The task: Determine the number of lines in the listing below where the string "then" occurs; answer with the number alone.

Material supplied:
▼

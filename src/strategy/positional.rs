//! Positional strategies: prefer corners or the outer ring, else defer.
//!
//! Both are topology-agnostic. A corner is an on-board cell with exactly
//! three on-board neighbors (true of the six hex vertices and the four
//! square corners); an edge cell is any cell missing at least one neighbor.

use super::{candidate_moves, CaptureMost, Strategy};
use crate::board::{Coordinate, Lattice};
use crate::core::{Color, Result};
use crate::rules::GameView;

/// Whether `at` is a corner of the board.
#[must_use]
pub fn is_corner<C: Coordinate>(lattice: &Lattice<C>, at: C) -> bool {
    lattice.contains(at) && lattice.neighbors_in_bounds(at) == 3
}

/// Whether `at` is on the outer ring of the board (corners included).
#[must_use]
pub fn is_edge<C: Coordinate>(lattice: &Lattice<C>, at: C) -> bool {
    lattice.contains(at) && lattice.neighbors_in_bounds(at) < C::DIRECTIONS.len()
}

// =============================================================================
// Corners
// =============================================================================

/// Take a legal corner if there is one (topmost, then leftmost), otherwise
/// ask the fallback strategy.
#[derive(Clone, Debug)]
pub struct PreferCorners<F> {
    fallback: F,
}

impl<F> PreferCorners<F> {
    pub fn new(fallback: F) -> Self {
        Self { fallback }
    }
}

impl Default for PreferCorners<PreferEdges<CaptureMost>> {
    fn default() -> Self {
        Self::new(PreferEdges::default())
    }
}

impl<C: Coordinate, F: Strategy<C>> Strategy<C> for PreferCorners<F> {
    fn choose_move(&mut self, view: &dyn GameView<Coord = C>, player: Color) -> Result<C> {
        let lattice = view.lattice();
        let corner = candidate_moves(view, player)?
            .into_iter()
            .find(|&at| is_corner(lattice, at));

        match corner {
            Some(at) => Ok(at),
            None => self.fallback.choose_move(view, player),
        }
    }
}

// =============================================================================
// Edges
// =============================================================================

/// Take a legal move on the outer ring if there is one (topmost, then
/// leftmost), otherwise ask the fallback strategy.
#[derive(Clone, Debug)]
pub struct PreferEdges<F> {
    fallback: F,
}

impl<F> PreferEdges<F> {
    pub fn new(fallback: F) -> Self {
        Self { fallback }
    }
}

impl Default for PreferEdges<CaptureMost> {
    fn default() -> Self {
        Self::new(CaptureMost)
    }
}

impl<C: Coordinate, F: Strategy<C>> Strategy<C> for PreferEdges<F> {
    fn choose_move(&mut self, view: &dyn GameView<Coord = C>, player: Color) -> Result<C> {
        let lattice = view.lattice();
        let edge = candidate_moves(view, player)?
            .into_iter()
            .find(|&at| is_edge(lattice, at));

        match edge {
            Some(at) => Ok(at),
            None => self.fallback.choose_move(view, player),
        }
    }
}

▲

Written response: 2